_What this task involves:_ Everything in the data below is left aside except the lines from the one containing "#[derive(Debug, Default)]" through the one containing "let navigator = guard.into_navigator();"; repeat those exactly.
※ ※ ※
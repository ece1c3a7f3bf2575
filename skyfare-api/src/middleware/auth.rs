use askama::Template;
use async_trait::async_trait;
use axum::{
    extract::{Request, State},
    http::{header, HeaderMap, Uri},
    middleware::Next,
    response::{Html, IntoResponse, Redirect, Response},
};
use axum_extra::extract::cookie::{Cookie, CookieJar};
use chrono::{DateTime, Duration, Utc};
use jsonwebtoken::{decode, encode, DecodingKey, EncodingKey, Header, Validation};
use serde::{Deserialize, Serialize};
use skyfare_core::navigation::Navigator;
use skyfare_core::{AuthGuard, CoreResult, GuardMode, GuardView, Identity, IdentityResolver, Role, Session};

use crate::error::AppError;
use crate::state::{AppState, AuthConfig};

pub const SESSION_COOKIE: &str = "skyfare_session";

// ============================================================================
// Session tokens
// ============================================================================

#[derive(Debug, Serialize, Deserialize, Clone)]
pub struct SessionClaims {
    pub sub: String,
    pub email: Option<String>,
    pub role: String,
    pub exp: usize,
}

pub fn issue_token(auth: &AuthConfig, identity: &Identity) -> Result<String, AppError> {
    let claims = SessionClaims {
        sub: identity.id.clone(),
        email: identity.email.as_ref().map(|e| e.expose().clone()),
        role: identity.role.as_str().to_owned(),
        exp: (Utc::now() + Duration::seconds(auth.expiration as i64)).timestamp() as usize,
    };

    encode(&Header::default(), &claims, &EncodingKey::from_secret(auth.secret.as_bytes()))
        .map_err(|e| AppError::InternalServerError(format!("Token encoding failed: {}", e)))
}

/// Resolves signed session tokens issued by [`issue_token`].
pub struct JwtIdentityResolver {
    key: DecodingKey,
    validation: Validation,
}

impl JwtIdentityResolver {
    pub fn new(secret: &str) -> Self {
        let mut validation = Validation::default();
        // The registry evicts on the exact `exp`, so decoding must agree with it.
        validation.leeway = 0;

        Self {
            key: DecodingKey::from_secret(secret.as_bytes()),
            validation,
        }
    }
}

#[async_trait]
impl IdentityResolver for JwtIdentityResolver {
    async fn resolve(&self, token: &str) -> CoreResult<Option<Identity>> {
        let claims = match decode::<SessionClaims>(token, &self.key, &self.validation) {
            Ok(data) => data.claims,
            Err(e) => {
                tracing::debug!(error = %e, "Rejected session token");
                return Ok(None);
            }
        };

        let role = match claims.role.parse::<Role>() {
            Ok(role) => role,
            Err(e) => {
                tracing::debug!(error = %e, "Session token carries an unknown role");
                return Ok(None);
            }
        };

        let mut identity = Identity::new(claims.sub, role);
        if let Some(expires_at) = DateTime::from_timestamp(claims.exp as i64, 0) {
            identity = identity.with_expiry(expires_at);
        }
        if let Some(email) = claims.email {
            identity = identity.with_email(email);
        }
        Ok(Some(identity))
    }
}

/// Session token from the session cookie, falling back to a bearer token.
pub fn session_token(headers: &HeaderMap) -> Option<String> {
    let jar = CookieJar::from_headers(headers);
    if let Some(cookie) = jar.get(SESSION_COOKIE).filter(|c| !c.value().is_empty()) {
        return Some(cookie.value().to_string());
    }

    headers
        .get(header::AUTHORIZATION)
        .and_then(|h| h.to_str().ok())
        .and_then(|h| h.strip_prefix("Bearer "))
        .map(|t| t.trim().to_string())
        .filter(|t| !t.is_empty())
}

pub fn session_cookie(token: String) -> Cookie<'static> {
    Cookie::build((SESSION_COOKIE, token))
        .path("/")
        .http_only(true)
        .same_site(axum_extra::extract::cookie::SameSite::Lax)
        .build()
}

pub fn expired_session_cookie() -> Cookie<'static> {
    Cookie::build(SESSION_COOKIE).path("/").build()
}

// ============================================================================
// Guard
// ============================================================================

/// Captures the redirect the guard asks for so it can become a response.
#[derive(Debug, Default)]
struct ResponseNavigator {
    location: Option<String>,
}

impl Navigator for ResponseNavigator {
    fn replace(&mut self, path: &str) {
        self.location = Some(path.to_string());
    }

    fn push(&mut self, path: &str) {
        self.location = Some(path.to_string());
    }
}

#[derive(Template)]
#[template(path = "loading.html")]
struct LoadingTemplate {
    return_to: String,
    refresh_seconds: u64,
}

enum Verdict {
    Allow(Identity),
    Pending,
    Deny(String),
}

/// Runs the guard for one request. Every request starts a fresh guard, so
/// the state is always recomputed from the session (level-triggered).
async fn check_request(state: &AppState, token: Option<&str>) -> Verdict {
    let session = match token {
        Some(token) => {
            state
                .sessions
                .session_for(token)
                .await
                .settled(state.guard.resolve_wait)
                .await
        }
        None => Session::anonymous(),
    };

    let mut guard = AuthGuard::new(session, ResponseNavigator::default(), GuardMode::Level);
    let view = guard.render(Identity::clone);
    let navigator = guard.into_navigator();

    match view {
        GuardView::Content(identity) => Verdict::Allow(identity),
        GuardView::Loading => Verdict::Pending,
        GuardView::Redirect(path) => {
            if let Some(token) = token {
                state.sessions.forget(token).await;
            }
            Verdict::Deny(navigator.location.unwrap_or_else(|| path.to_string()))
        }
    }
}

// ============================================================================
// Page Guard Middleware
// ============================================================================

pub async fn require_session(
    State(state): State<AppState>,
    mut req: Request,
    next: Next,
) -> Result<Response, AppError> {
    let token = session_token(req.headers());

    match check_request(&state, token.as_deref()).await {
        Verdict::Allow(identity) => {
            tracing::debug!(user = %identity.id, role = %identity.role, "Session accepted");
            req.extensions_mut().insert(identity);
            Ok(next.run(req).await)
        }
        Verdict::Pending => loading_page(&state, req.uri()),
        Verdict::Deny(location) => {
            let jar = CookieJar::from_headers(req.headers()).remove(expired_session_cookie());
            Ok((jar, Redirect::to(&location)).into_response())
        }
    }
}

fn loading_page(state: &AppState, uri: &Uri) -> Result<Response, AppError> {
    let refresh_seconds = state.guard.refresh_seconds;
    let page = LoadingTemplate {
        return_to: uri.to_string(),
        refresh_seconds,
    }
    .render()?;

    Ok(([("refresh", refresh_seconds.to_string())], Html(page)).into_response())
}

// ============================================================================
// API Guard Middleware
// ============================================================================

pub async fn require_api_session(
    State(state): State<AppState>,
    mut req: Request,
    next: Next,
) -> Result<Response, AppError> {
    let token = session_token(req.headers());

    match check_request(&state, token.as_deref()).await {
        Verdict::Allow(identity) => {
            req.extensions_mut().insert(identity);
            Ok(next.run(req).await)
        }
        Verdict::Pending => Err(AppError::SessionPending),
        Verdict::Deny(_) => Err(AppError::AuthenticationError("Sign in required".to_string())),
    }
}

// ============================================================================
// Admin Role Check
// ============================================================================

/// Must be layered inside one of the session middlewares.
pub async fn require_admin(req: Request, next: Next) -> Result<Response, AppError> {
    let is_admin = req
        .extensions()
        .get::<Identity>()
        .map(Identity::is_admin)
        .unwrap_or(false);

    if !is_admin {
        return Err(AppError::AuthorizationError(
            "Administrator access required".to_string(),
        ));
    }

    Ok(next.run(req).await)
}

#[cfg(test)]
mod tests {
    use super::*;
    use axum::http::HeaderValue;

    fn auth_config() -> AuthConfig {
        AuthConfig {
            secret: "unit-test-secret".to_string(),
            expiration: 3600,
            admin_access_code: "code".to_string(),
        }
    }

    #[tokio::test]
    async fn test_issued_token_resolves_to_identity() {
        let auth = auth_config();
        let identity = Identity::new("admin-1", Role::Admin).with_email("ops@skyfare.test");
        let token = issue_token(&auth, &identity).unwrap();

        let resolved = JwtIdentityResolver::new(&auth.secret)
            .resolve(&token)
            .await
            .unwrap()
            .unwrap();
        assert_eq!(resolved.id, identity.id);
        assert_eq!(resolved.role, identity.role);
        assert_eq!(resolved.email, identity.email);

        let expires_at = resolved.expires_at.unwrap();
        assert!(expires_at > Utc::now() + Duration::seconds(3500));
        assert!(!resolved.is_expired_at(Utc::now()));
        assert!(resolved.is_expired_at(expires_at));
    }

    #[tokio::test]
    async fn test_foreign_signature_is_not_authenticated() {
        let token = issue_token(&auth_config(), &Identity::new("user-1", Role::Customer)).unwrap();

        let resolved = JwtIdentityResolver::new("another-secret").resolve(&token).await.unwrap();
        assert!(resolved.is_none());
    }

    #[tokio::test]
    async fn test_expired_token_is_not_authenticated() {
        let auth = AuthConfig { expiration: 0, ..auth_config() };
        let claims = SessionClaims {
            sub: "user-1".to_string(),
            email: None,
            role: "CUSTOMER".to_string(),
            exp: (Utc::now() - Duration::hours(2)).timestamp() as usize,
        };
        let token = encode(&Header::default(), &claims, &EncodingKey::from_secret(auth.secret.as_bytes())).unwrap();

        let resolved = JwtIdentityResolver::new(&auth.secret).resolve(&token).await.unwrap();
        assert!(resolved.is_none());
    }

    #[test]
    fn test_token_from_cookie_or_bearer() {
        let mut headers = HeaderMap::new();
        assert_eq!(session_token(&headers), None);

        headers.insert(header::AUTHORIZATION, HeaderValue::from_static("Bearer abc"));
        assert_eq!(session_token(&headers).as_deref(), Some("abc"));

        headers.insert(header::COOKIE, HeaderValue::from_static("skyfare_session=from-cookie"));
        assert_eq!(session_token(&headers).as_deref(), Some("from-cookie"));
    }

    #[test]
    fn test_empty_bearer_is_ignored() {
        let mut headers = HeaderMap::new();
        headers.insert(header::AUTHORIZATION, HeaderValue::from_static("Bearer "));
        assert_eq!(session_token(&headers), None);
    }
}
※ ※ ※
_Response for this exercise:_
#[derive(Debug, Default)]
struct ResponseNavigator {
    location: Option<String>,
}

impl Navigator for ResponseNavigator {
    fn replace(&mut self, path: &str) {
        self.location = Some(path.to_string());
    }

    fn push(&mut self, path: &str) {
        self.location = Some(path.to_string());
    }
}

#[derive(Template)]
#[template(path = "loading.html")]
struct LoadingTemplate {
    return_to: String,
    refresh_seconds: u64,
}

enum Verdict {
    Allow(Identity),
    Pending,
    Deny(String),
}

/// Runs the guard for one request. Every request starts a fresh guard, so
/// the state is always recomputed from the session (level-triggered).
async fn check_request(state: &AppState, token: Option<&str>) -> Verdict {
    let session = match token {
        Some(token) => {
            state
                .sessions
                .session_for(token)
                .await
                .settled(state.guard.resolve_wait)
                .await
        }
        None => Session::anonymous(),
    };

    let mut guard = AuthGuard::new(session, ResponseNavigator::default(), GuardMode::Level);
    let view = guard.render(Identity::clone);
    let navigator = guard.into_navigator();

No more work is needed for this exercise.